Ouvido amigo e preparado
Um tema importante é quem vai receber a denúncia e manter contato com os denunciantes, especialmente quando eles exigem anonimato.
Empresas prestadoras de serviço na área empregam profissionais com nível superior e que passam por treinamento especial para estar no outro lado da linha telefônica. Muitos dos profissionais são formados em psicologia, e advogados prestam assessoria na avaliação das denúncias recebidas.
Os canais de denúncia também têm repercussões legais, especialmente no que diz respeito ao direito à privacidade de denunciantes e denunciados. Um complicador especialmente para companhias com atuação no exterior e que implementam seu programa de forma global.

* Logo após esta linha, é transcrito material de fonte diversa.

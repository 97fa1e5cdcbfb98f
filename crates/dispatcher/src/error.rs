use thiserror::Error;

use voicecart_action_schema::SchemaError;
use voicecart_core_types::AssistError;
use voicecart_live_session::SessionError;

#[derive(Debug, Error)]
pub enum DispatchError {
    #[error("missing collaborator: {0}")]
    MissingPort(&'static str),
    #[error(transparent)]
    Schema(#[from] SchemaError),
    #[error(transparent)]
    Session(#[from] SessionError),
}

impl From<DispatchError> for AssistError {
    fn from(value: DispatchError) -> Self {
        match value {
            DispatchError::Session(err) => err.into(),
            other => AssistError::new(other.to_string()),
        }
    }
}
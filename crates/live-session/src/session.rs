//! The session capability.

use std::fmt;

use async_trait::async_trait;
use serde::{Deserialize, Serialize};
use tokio::sync::{broadcast, watch};

use voicecart_core_types::{TextPart, ToolCallBatch};

use crate::config::SessionConfig;
use crate::errors::SessionError;

#[derive(Clone, Copy, Debug, Default, Eq, PartialEq, Hash, Serialize, Deserialize)]
#[serde(rename_all = "lowercase")]
pub enum SessionState {
    #[default]
    Disconnected,
    Connecting,
    Connected,
}

impl SessionState {
    pub fn is_connected(self) -> bool {
        matches!(self, SessionState::Connected)
    }
}

impl fmt::Display for SessionState {
    fn fmt(&self, f: &mut fmt::Formatter<'_>) -> fmt::Result {
        let name = match self {
            SessionState::Disconnected => "disconnected",
            SessionState::Connecting => "connecting",
            SessionState::Connected => "connected",
        };
        f.write_str(name)
    }
}

/// A live bidirectional channel to the conversational model.
///
/// `send` never waits and never reports delivery; an implementation that is
/// not connected may buffer or drop. Tool calls are broadcast so that each
/// subscriber sees batches from the moment it subscribed; dropping the
/// receiver deregisters.
#[async_trait]
pub trait LiveSession: Send + Sync {
    /// Store configuration for the next connect. Safe to repeat.
    fn set_config(&self, config: SessionConfig);

    async fn connect(&self) -> Result<(), SessionError>;

    async fn disconnect(&self);

    fn state(&self) -> SessionState;

    fn watch_state(&self) -> watch::Receiver<SessionState>;

    fn send(&self, parts: Vec<TextPart>);

    fn subscribe_tool_calls(&self) -> broadcast::Receiver<ToolCallBatch>;
}
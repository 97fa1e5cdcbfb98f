pub mod app;
pub mod commands;
pub mod config;
pub mod context;
pub mod dispatch;
pub mod env;
pub mod live;
pub mod output;
pub mod replay;
pub mod runtime;
pub mod schema;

Na França, diz Machado, denúncias anônimas só são válidas perante a lei quando se referem a questões contábeis da empresa. Para denunciar o comportamento de um colega ou chefe, é necessário que o denunciante se identifique. A legislação de proteção de dados pessoais é especialmente estrita em lugares como a União Européia e exigem cuidado em dobro na hora de manejar as informações.
Machado explica que o treinamento dos atendentes também visa a desenvolver habilidades de interação que ajudam a estabelecer o grau de credibilidade da denúncia, por exemplo determinando o nível de conhecimento real que o denunciante possui sobre o fato. Uma coisa é a pessoa ter presenciado uma irregularidade pessoalmente; outra é ter ouvido falar do caso por uma terceira fonte.